TASK OBJECTIVE | Write out every line below with no difference at all.

════════════════════

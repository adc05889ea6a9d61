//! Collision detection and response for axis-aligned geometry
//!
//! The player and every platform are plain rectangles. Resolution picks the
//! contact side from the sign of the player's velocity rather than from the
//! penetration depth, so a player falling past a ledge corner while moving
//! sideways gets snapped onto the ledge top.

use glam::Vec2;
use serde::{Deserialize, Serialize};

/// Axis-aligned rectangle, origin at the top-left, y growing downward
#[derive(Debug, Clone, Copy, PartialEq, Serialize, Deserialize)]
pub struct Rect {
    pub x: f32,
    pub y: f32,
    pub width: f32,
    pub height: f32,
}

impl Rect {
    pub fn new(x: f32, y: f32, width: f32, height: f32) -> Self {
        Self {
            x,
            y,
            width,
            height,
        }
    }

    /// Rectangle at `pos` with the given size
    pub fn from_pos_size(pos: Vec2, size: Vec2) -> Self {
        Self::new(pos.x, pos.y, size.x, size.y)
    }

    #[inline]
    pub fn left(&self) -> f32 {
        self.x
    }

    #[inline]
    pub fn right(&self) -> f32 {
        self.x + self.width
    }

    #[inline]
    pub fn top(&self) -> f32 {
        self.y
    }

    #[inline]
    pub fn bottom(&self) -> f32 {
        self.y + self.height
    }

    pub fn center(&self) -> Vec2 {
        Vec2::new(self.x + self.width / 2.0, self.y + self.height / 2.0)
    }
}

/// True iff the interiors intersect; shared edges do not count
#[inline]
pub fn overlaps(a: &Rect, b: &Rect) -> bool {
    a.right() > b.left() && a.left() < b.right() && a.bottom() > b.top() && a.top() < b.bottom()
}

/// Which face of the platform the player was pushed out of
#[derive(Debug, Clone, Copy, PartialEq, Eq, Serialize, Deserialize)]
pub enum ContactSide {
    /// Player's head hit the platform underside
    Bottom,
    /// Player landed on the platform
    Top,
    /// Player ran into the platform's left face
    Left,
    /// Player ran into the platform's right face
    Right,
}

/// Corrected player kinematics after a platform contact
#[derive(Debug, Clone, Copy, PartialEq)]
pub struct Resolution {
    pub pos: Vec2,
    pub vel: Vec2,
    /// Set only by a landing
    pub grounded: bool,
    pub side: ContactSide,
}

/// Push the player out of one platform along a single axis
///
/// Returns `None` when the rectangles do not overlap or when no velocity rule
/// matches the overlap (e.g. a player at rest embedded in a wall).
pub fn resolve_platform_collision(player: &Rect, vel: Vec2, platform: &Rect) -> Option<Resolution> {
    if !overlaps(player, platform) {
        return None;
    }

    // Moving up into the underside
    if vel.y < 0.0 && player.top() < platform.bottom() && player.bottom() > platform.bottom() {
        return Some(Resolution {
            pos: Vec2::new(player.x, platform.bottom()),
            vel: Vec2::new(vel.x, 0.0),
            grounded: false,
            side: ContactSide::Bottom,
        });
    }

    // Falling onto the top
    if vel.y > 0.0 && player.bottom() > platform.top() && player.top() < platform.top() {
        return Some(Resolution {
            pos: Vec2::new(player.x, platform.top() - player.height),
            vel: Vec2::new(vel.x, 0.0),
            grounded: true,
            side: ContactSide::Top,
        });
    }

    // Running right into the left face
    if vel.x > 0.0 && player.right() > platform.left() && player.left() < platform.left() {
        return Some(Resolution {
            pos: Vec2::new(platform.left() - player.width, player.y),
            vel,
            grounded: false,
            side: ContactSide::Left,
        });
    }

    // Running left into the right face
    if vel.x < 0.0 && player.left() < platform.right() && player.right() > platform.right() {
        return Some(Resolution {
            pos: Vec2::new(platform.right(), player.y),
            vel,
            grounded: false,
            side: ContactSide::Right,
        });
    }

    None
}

════════════════════

RESPONSE AREA |
repository adc05889ea6a9d61
//! Collision detection and response for axis-aligned geometry
//!
//! The player and every platform are plain rectangles. Resolution picks the
//! contact side from the sign of the player's velocity rather than from the
//! penetration depth, so a player falling past a ledge corner while moving
//! sideways gets snapped onto the ledge top.

use glam::Vec2;
use serde::{Deserialize, Serialize};

/// Axis-aligned rectangle, origin at the top-left, y growing downward
#[derive(Debug, Clone, Copy, PartialEq, Serialize, Deserialize)]
pub struct Rect {
    pub x: f32,
    pub y: f32,
    pub width: f32,
    pub height: f32,
}

impl Rect {
    pub fn new(x: f32, y: f32, width: f32, height: f32) -> Self {
        Self {
            x,
            y,
            width,
            height,
        }
    }

    /// Rectangle at `pos` with the given size
    pub fn from_pos_size(pos: Vec2, size: Vec2) -> Self {
        Self::new(pos.x, pos.y, size.x, size.y)
    }

    #[inline]
    pub fn left(&self) -> f32 {
        self.x
    }

    #[inline]
    pub fn right(&self) -> f32 {
        self.x + self.width
    }

    #[inline]
    pub fn top(&self) -> f32 {
        self.y
    }

    #[inline]
    pub fn bottom(&self) -> f32 {
        self.y + self.height
    }

    pub fn center(&self) -> Vec2 {
        Vec2::new(self.x + self.width / 2.0, self.y + self.height / 2.0)
    }
}

/// True iff the interiors intersect; shared edges do not count
#[inline]
pub fn overlaps(a: &Rect, b: &Rect) -> bool {
    a.right() > b.left() && a.left() < b.right() && a.bottom() > b.top() && a.top() < b.bottom()
}

/// Which face of the platform the player was pushed out of
#[derive(Debug, Clone, Copy, PartialEq, Eq, Serialize, Deserialize)]
pub enum ContactSide {
    /// Player's head hit the platform underside
    Bottom,
    /// Player landed on the platform
    Top,
    /// Player ran into the platform's left face
    Left,
    /// Player ran into the platform's right face
    Right,
}

/// Corrected player kinematics after a platform contact
#[derive(Debug, Clone, Copy, PartialEq)]
pub struct Resolution {
    pub pos: Vec2,
    pub vel: Vec2,
    /// Set only by a landing
    pub grounded: bool,
    pub side: ContactSide,
}

/// Push the player out of one platform along a single axis
///
/// Returns `None` when the rectangles do not overlap or when no velocity rule
/// matches the overlap (e.g. a player at rest embedded in a wall).
pub fn resolve_platform_collision(player: &Rect, vel: Vec2, platform: &Rect) -> Option<Resolution> {
    if !overlaps(player, platform) {
        return None;
    }

    // Moving up into the underside
    if vel.y < 0.0 && player.top() < platform.bottom() && player.bottom() > platform.bottom() {
        return Some(Resolution {
            pos: Vec2::new(player.x, platform.bottom()),
            vel: Vec2::new(vel.x, 0.0),
            grounded: false,
            side: ContactSide::Bottom,
        });
    }

    // Falling onto the top
    if vel.y > 0.0 && player.bottom() > platform.top() && player.top() < platform.top() {
        return Some(Resolution {
            pos: Vec2::new(player.x, platform.top() - player.height),
            vel: Vec2::new(vel.x, 0.0),
            grounded: true,
            side: ContactSide::Top,
        });
    }

    // Running right into the left face
    if vel.x > 0.0 && player.right() > platform.left() && player.left() < platform.left() {
        return Some(Resolution {
            pos: Vec2::new(platform.left() - player.width, player.y),
            vel,
            grounded: false,
            side: ContactSide::Left,
        });
    }

    // Running left into the right face
    if vel.x < 0.0 && player.left() < platform.right() && player.right() > platform.right() {
        return Some(Resolution {
            pos: Vec2::new(platform.right(), player.y),
            vel,
            grounded: false,
            side: ContactSide::Right,
        });
    }

    None
}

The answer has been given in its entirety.